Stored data
//! Bootstrap DDL for a local SQLite store.
//!
//! The ingest core never creates tables; this is for standing up an empty
//! database whose fact tables carry every canonical column of the registry.

use clarity_model::{DatasetTypeSpec, SUBJECT_ID};

/// Master subject table that fact rows reference.
pub const SUBJECTS_TABLE: &str = "subjects";

/// Surrogate key of every bootstrap fact table.
pub const ROW_ID_COLUMN: &str = "row_id";

/// Quotes an SQL identifier.
pub fn quote_ident(name: &str) -> String {
    format!("\"{}\"", name.replace('"', "\"\""))
}

fn subjects_ddl() -> String {
    format!(
        "CREATE TABLE IF NOT EXISTS {SUBJECTS_TABLE} (\n    \
         subject_id TEXT PRIMARY KEY NOT NULL,\n    \
         site_id TEXT,\n    \
         study_name TEXT\n)"
    )
}

fn fact_ddl(table: &str, columns: &[&str]) -> String {
    let mut defs = vec![format!("{ROW_ID_COLUMN} INTEGER PRIMARY KEY AUTOINCREMENT")];
    for column in columns {
        if *column == ROW_ID_COLUMN {
            continue;
        }
        if *column == SUBJECT_ID {
            defs.push(format!(
                "{} TEXT REFERENCES {SUBJECTS_TABLE}(subject_id)",
                quote_ident(column)
            ));
        } else {
            defs.push(quote_ident(column));
        }
    }
    format!(
        "CREATE TABLE IF NOT EXISTS {} (\n    {}\n)",
        quote_ident(table),
        defs.join(",\n    ")
    )
}

/// `CREATE TABLE IF NOT EXISTS` statements for the subject table and one
/// fact table per destination, in registry order.
///
/// Dataset types sharing a destination table contribute the union of their
/// canonical columns.
pub fn bootstrap_statements(specs: &[DatasetTypeSpec]) -> Vec<String> {
    let mut tables: Vec<(&str, Vec<&str>)> = Vec::new();
    for spec in specs {
        let index = match tables.iter().position(|(t, _)| *t == spec.table) {
            Some(index) => index,
            None => {
                tables.push((spec.table.as_str(), Vec::new()));
                tables.len() - 1
            }
        };
        let columns = &mut tables[index].1;
        for name in spec.columns.names() {
            if !columns.contains(&name) {
                columns.push(name);
            }
        }
    }

    std::iter::once(subjects_ddl())
        .chain(
            tables
                .iter()
                .map(|(table, columns)| fact_ddl(table, columns)),
        )
        .collect()
}

#[cfg(test)]
mod tests {
    use clarity_model::{CanonicalColumn, ColumnSynonymMap, DatasetId};

    use super::*;

    fn spec(id: &str, table: &str, columns: &[&str]) -> DatasetTypeSpec {
        DatasetTypeSpec {
            id: DatasetId::new(id).unwrap(),
            sheet_hint: String::new(),
            required_keywords: vec!["x".to_string()],
            table: table.to_string(),
            columns: ColumnSynonymMap::new(
                columns
                    .iter()
                    .map(|c| CanonicalColumn::new(*c, vec![c.to_string()]).unwrap())
                    .collect(),
            )
            .unwrap(),
        }
    }

    #[test]
    fn quote_ident_escapes_quotes() {
        assert_eq!(quote_ident("issue"), "\"issue\"");
        assert_eq!(quote_ident("a\"b"), "\"a\"\"b\"");
    }

    #[test]
    fn shared_tables_merge_columns() {
        let statements = bootstrap_statements(&[
            spec("a", "raw_t", &["subject_id", "issue"]),
            spec("b", "raw_t", &["issue", "status"]),
            spec("c", "raw_u", &["form"]),
        ]);
        assert_eq!(statements.len(), 3);
        assert!(statements[0].contains("CREATE TABLE IF NOT EXISTS subjects"));
        assert!(statements[1].contains("\"raw_t\""));
        assert!(statements[1].contains("\"subject_id\" TEXT REFERENCES subjects(subject_id)"));
        assert_eq!(statements[1].matches("\"issue\"").count(), 1);
        assert!(statements[1].contains("\"status\""));
        assert!(!statements[2].contains("REFERENCES"));
    }
}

▸ **YOUR GOAL**:
When a line in the data contains "const", return it as written.

▸ **RESULT FOR THIS EXERCISE**:
pub const SUBJECTS_TABLE: &str = "subjects";
pub const ROW_ID_COLUMN: &str = "row_id";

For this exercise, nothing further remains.